Every line with "const" in it must be copied from the data.

*** Extracted material Section Begins ***

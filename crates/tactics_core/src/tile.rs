//! Terrain classification.
//!
//! Every cell holds exactly one terrain class. Units carry a mask of the
//! classes they can stand on, and walkability is the intersection of the two.

use bitflags::bitflags;

bitflags! {
    /// Terrain classes, composable into masks.
    ///
    /// A single cell uses exactly one flag; a unit's standable mask may combine
    /// several. [`Tiles::empty()`] is the "no terrain" value and matches nothing.
    #[derive(Clone, Copy, Debug, PartialEq, Eq, Hash, PartialOrd, Ord, serde::Serialize, serde::Deserialize)]
    pub struct Tiles: u16 {
        /// Water.
        const WATER = 0x01;
        /// Lava.
        const LAVA  = 0x02;
        /// Grass.
        const GRASS = 0x04;
        /// Rock.
        const ROCK  = 0x08;
        /// Soil.
        const SOIL  = 0x10;
        /// Hill.
        const HILL  = 0x20;
        /// Any land a regular foot unit can stand on.
        const LAND  = Self::GRASS.bits() | Self::SOIL.bits() | Self::HILL.bits();
    }
}

impl Tiles {
    /// Returns true if a unit with `mask` may stand on this terrain.
    #[must_use]
    pub const fn accepts(self, mask: Tiles) -> bool {
        self.intersects(mask)
    }
}

impl Default for Tiles {
    fn default() -> Self {
        Self::GRASS
    }
}

#[cfg(test)]
mod tests {
    use super::*;

    #[test]
    fn test_mask_intersection() {
        assert!(Tiles::GRASS.accepts(Tiles::LAND));
        assert!(!Tiles::WATER.accepts(Tiles::LAND));
        assert!(Tiles::WATER.accepts(Tiles::all()));
        assert!(!Tiles::GRASS.accepts(Tiles::empty()));
    }

    #[test]
    fn test_ron_roundtrip_uses_flag_names() {
        let text = ron::to_string(&(Tiles::GRASS | Tiles::HILL)).unwrap();
        let parsed: Tiles = ron::from_str(&text).unwrap();
        assert_eq!(parsed, Tiles::GRASS | Tiles::HILL);
    }
}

*** Extracted material Section Ends ***

== Answer area ==
        const WATER = 0x01;
        const LAVA  = 0x02;
        const GRASS = 0x04;
        const ROCK  = 0x08;
        const SOIL  = 0x10;
        const HILL  = 0x20;
        const LAND  = Self::GRASS.bits() | Self::SOIL.bits() | Self::HILL.bits();
    pub const fn accepts(self, mask: Tiles) -> bool {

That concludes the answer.